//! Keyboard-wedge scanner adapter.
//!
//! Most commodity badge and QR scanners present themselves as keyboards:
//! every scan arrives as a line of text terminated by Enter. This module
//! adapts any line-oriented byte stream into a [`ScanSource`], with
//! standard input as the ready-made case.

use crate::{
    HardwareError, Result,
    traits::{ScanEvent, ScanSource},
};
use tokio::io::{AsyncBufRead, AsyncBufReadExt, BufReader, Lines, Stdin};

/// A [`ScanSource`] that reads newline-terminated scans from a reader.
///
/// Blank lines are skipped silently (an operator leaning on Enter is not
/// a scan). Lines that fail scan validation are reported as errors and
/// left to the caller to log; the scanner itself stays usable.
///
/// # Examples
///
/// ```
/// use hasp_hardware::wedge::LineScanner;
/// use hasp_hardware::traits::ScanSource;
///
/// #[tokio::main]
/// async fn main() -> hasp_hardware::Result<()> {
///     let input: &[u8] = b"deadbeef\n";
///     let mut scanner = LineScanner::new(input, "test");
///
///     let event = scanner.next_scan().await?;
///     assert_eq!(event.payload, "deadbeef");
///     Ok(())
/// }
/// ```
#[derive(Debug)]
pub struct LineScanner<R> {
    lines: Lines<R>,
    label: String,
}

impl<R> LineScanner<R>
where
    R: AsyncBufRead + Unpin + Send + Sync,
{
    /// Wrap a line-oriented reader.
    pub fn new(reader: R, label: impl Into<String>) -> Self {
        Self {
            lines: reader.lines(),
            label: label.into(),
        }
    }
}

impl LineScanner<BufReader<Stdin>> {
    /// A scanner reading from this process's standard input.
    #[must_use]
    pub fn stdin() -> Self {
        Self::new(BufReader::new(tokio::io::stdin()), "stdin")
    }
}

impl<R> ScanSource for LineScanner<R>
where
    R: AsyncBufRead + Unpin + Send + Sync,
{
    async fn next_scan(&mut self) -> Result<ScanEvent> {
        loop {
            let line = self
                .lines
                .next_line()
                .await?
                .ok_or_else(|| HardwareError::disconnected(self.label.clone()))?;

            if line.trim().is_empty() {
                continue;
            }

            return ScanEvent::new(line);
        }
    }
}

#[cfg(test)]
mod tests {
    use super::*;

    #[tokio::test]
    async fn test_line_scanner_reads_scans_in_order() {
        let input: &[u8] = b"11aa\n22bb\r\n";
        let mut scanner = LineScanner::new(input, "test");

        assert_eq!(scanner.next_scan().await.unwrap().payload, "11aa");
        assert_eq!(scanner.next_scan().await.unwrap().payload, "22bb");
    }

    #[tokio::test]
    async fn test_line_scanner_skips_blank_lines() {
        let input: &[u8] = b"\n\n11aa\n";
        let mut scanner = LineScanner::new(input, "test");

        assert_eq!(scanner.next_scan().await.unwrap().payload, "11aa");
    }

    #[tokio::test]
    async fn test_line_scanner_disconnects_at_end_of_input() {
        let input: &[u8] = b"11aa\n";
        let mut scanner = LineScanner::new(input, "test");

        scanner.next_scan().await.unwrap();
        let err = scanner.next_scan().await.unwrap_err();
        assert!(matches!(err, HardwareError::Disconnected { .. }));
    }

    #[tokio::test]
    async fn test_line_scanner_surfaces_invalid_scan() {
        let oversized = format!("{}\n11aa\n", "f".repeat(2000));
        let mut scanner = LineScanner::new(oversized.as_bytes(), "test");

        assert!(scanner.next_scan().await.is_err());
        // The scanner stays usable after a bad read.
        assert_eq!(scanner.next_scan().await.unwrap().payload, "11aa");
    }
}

---

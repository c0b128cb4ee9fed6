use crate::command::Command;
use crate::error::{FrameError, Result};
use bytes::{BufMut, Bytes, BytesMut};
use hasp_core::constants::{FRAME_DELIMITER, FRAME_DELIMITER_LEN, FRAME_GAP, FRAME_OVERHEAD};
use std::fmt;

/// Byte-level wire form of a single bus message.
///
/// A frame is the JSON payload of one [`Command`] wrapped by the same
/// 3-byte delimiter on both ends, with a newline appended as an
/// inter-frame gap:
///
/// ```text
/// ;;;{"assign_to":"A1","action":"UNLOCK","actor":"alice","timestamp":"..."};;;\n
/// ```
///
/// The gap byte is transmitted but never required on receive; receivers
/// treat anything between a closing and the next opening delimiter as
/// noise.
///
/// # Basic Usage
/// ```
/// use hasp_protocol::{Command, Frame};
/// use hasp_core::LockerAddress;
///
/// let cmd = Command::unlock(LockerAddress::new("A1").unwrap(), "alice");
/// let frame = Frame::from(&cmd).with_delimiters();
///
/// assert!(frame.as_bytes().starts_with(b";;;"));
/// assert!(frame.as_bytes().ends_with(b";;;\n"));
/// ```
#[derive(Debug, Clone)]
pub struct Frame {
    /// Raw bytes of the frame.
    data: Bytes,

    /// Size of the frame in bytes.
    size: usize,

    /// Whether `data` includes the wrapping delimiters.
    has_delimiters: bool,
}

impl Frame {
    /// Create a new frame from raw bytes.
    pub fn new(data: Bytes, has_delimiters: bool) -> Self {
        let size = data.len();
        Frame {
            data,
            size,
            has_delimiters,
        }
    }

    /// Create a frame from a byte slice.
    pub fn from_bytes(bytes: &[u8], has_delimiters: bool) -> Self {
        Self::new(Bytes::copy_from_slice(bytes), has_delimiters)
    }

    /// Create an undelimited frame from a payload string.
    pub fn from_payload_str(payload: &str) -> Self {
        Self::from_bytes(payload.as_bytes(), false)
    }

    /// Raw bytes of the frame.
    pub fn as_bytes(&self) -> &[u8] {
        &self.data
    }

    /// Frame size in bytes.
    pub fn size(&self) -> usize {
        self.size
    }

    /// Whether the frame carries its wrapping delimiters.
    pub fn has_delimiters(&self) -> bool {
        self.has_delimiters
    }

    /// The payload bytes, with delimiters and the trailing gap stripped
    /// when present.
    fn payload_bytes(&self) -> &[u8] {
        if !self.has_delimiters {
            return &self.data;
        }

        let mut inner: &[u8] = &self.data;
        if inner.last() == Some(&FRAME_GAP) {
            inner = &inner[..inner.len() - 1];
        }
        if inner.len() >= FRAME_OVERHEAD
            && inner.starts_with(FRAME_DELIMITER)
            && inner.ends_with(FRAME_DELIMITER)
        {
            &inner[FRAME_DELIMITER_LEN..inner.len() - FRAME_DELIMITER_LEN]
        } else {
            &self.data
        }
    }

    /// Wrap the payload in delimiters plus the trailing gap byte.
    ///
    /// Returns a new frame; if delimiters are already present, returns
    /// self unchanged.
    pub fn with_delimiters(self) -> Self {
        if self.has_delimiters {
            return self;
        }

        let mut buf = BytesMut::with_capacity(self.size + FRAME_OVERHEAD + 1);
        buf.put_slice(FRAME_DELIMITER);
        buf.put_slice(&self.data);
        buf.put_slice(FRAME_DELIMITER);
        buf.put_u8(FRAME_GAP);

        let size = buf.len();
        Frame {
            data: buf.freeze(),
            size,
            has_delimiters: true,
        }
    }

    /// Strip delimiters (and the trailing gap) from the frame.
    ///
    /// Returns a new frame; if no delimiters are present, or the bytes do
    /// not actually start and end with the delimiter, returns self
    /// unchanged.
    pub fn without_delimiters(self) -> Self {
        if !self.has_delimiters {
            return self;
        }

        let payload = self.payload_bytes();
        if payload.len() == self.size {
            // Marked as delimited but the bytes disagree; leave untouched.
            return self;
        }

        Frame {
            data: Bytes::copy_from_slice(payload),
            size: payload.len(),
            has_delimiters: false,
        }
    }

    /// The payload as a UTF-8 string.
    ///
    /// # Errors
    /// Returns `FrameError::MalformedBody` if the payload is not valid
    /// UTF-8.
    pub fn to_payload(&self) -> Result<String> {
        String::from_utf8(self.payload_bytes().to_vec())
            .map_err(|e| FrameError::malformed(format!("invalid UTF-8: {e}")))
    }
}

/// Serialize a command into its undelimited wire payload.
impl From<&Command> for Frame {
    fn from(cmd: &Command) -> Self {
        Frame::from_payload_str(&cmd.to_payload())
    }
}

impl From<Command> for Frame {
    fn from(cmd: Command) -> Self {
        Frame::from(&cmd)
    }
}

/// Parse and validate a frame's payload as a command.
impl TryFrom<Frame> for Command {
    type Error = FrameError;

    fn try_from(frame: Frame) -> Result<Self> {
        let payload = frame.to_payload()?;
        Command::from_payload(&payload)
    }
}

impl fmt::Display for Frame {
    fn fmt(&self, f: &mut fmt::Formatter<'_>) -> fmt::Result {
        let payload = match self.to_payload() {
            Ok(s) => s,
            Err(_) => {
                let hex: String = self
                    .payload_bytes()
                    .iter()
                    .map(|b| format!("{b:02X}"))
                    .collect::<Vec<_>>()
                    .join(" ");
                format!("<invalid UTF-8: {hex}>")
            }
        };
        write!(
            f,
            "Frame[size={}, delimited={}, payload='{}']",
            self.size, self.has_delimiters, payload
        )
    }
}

_EXERCISE DIRECTIONS_
For this exercise, repeat exactly the lines of the data above from the one with "fn from(cmd: &Command)" down to the one with "type Error = FrameError;", both end lines included.

_EXERCISE ANSWER_
    fn from(cmd: &Command) -> Self {
        Frame::from_payload_str(&cmd.to_payload())
    }
}

impl From<Command> for Frame {
    fn from(cmd: Command) -> Self {
        Frame::from(&cmd)
    }
}

/// Parse and validate a frame's payload as a command.
impl TryFrom<Frame> for Command {
    type Error = FrameError;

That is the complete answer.